▶ [Data for processing]:

//! PageText: one rendered page's text layer plus its viewport transform
//!
//! Ties the scanner, anchor locator, and mapper together for the two
//! highlight flows: glossary terms (per-run boxes) and anchor phrases
//! (one union box).

use serde::{Deserialize, Serialize};

use super::mapper::{RangeMapper, TermRect};
use super::measure::WidthMeasurer;
use super::types::{page_text, Rect, TextRun};
use super::viewport::{PageViewport, ViewportTransform};
use crate::config::LocatorConfig;
use crate::matcher::{scan, AnchorLocator, AnchorRange, BuildOptions, TermAutomaton, TermMatch};

/// Located anchor: the text range and its viewport box
#[derive(Debug, Clone, Copy, PartialEq, Serialize, Deserialize)]
pub struct AnchorRect {
    pub range: AnchorRange,
    pub rect: Rect,
}

#[derive(Debug, Clone, PartialEq, Serialize, Deserialize)]
pub struct PageText {
    pub runs: Vec<TextRun>,
    pub transform: ViewportTransform,
}

impl PageText {
    pub fn new(runs: Vec<TextRun>, transform: ViewportTransform) -> Self {
        Self { runs, transform }
    }

    pub fn with_viewport(runs: Vec<TextRun>, viewport: &PageViewport) -> Self {
        Self::new(runs, viewport.transform)
    }

    /// The scanned buffer: run strings concatenated in order
    pub fn text(&self) -> String {
        page_text(&self.runs)
    }

    pub fn mapper<'a>(&'a self, measurer: Option<&'a dyn WidthMeasurer>) -> RangeMapper<'a> {
        RangeMapper::new(&self.runs, self.transform, measurer)
    }

    /// Scan the page for `terms` in-thread and map every hit to per-run boxes
    pub fn term_rects<S: AsRef<str>>(
        &self,
        terms: &[S],
        config: &LocatorConfig,
        measurer: Option<&dyn WidthMeasurer>,
    ) -> Vec<TermRect> {
        let automaton = TermAutomaton::build_with(
            terms.iter().map(AsRef::as_ref),
            BuildOptions { trim: config.trim_patterns },
        );
        let matches = scan(&self.text(), &automaton);
        self.term_rects_for(&matches, measurer)
    }

    /// Map matches produced elsewhere (e.g. by the background service)
    pub fn term_rects_for(&self, matches: &[TermMatch], measurer: Option<&dyn WidthMeasurer>) -> Vec<TermRect> {
        self.mapper(measurer).map_matches(matches)
    }

    /// Locate `anchor` (exact, then prefix) and return its union box
    pub fn anchor_rect(
        &self,
        anchor: &str,
        config: &LocatorConfig,
        measurer: Option<&dyn WidthMeasurer>,
    ) -> Option<AnchorRect> {
        let range = AnchorLocator::from_config(config).locate(&self.text(), anchor)?;
        let rect = self.mapper(measurer).map_range(range.start, range.end)?;
        Some(AnchorRect { range, rect })
    }
}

▶ [Work to complete]: Retype, without any change, the lines from the one containing "its union box" through the final line of the material above, and no others.

▶ [Output for this exercise]:
    /// Locate `anchor` (exact, then prefix) and return its union box
    pub fn anchor_rect(
        &self,
        anchor: &str,
        config: &LocatorConfig,
        measurer: Option<&dyn WidthMeasurer>,
    ) -> Option<AnchorRect> {
        let range = AnchorLocator::from_config(config).locate(&self.text(), anchor)?;
        let rect = self.mapper(measurer).map_range(range.start, range.end)?;
        Some(AnchorRect { range, rect })
    }
}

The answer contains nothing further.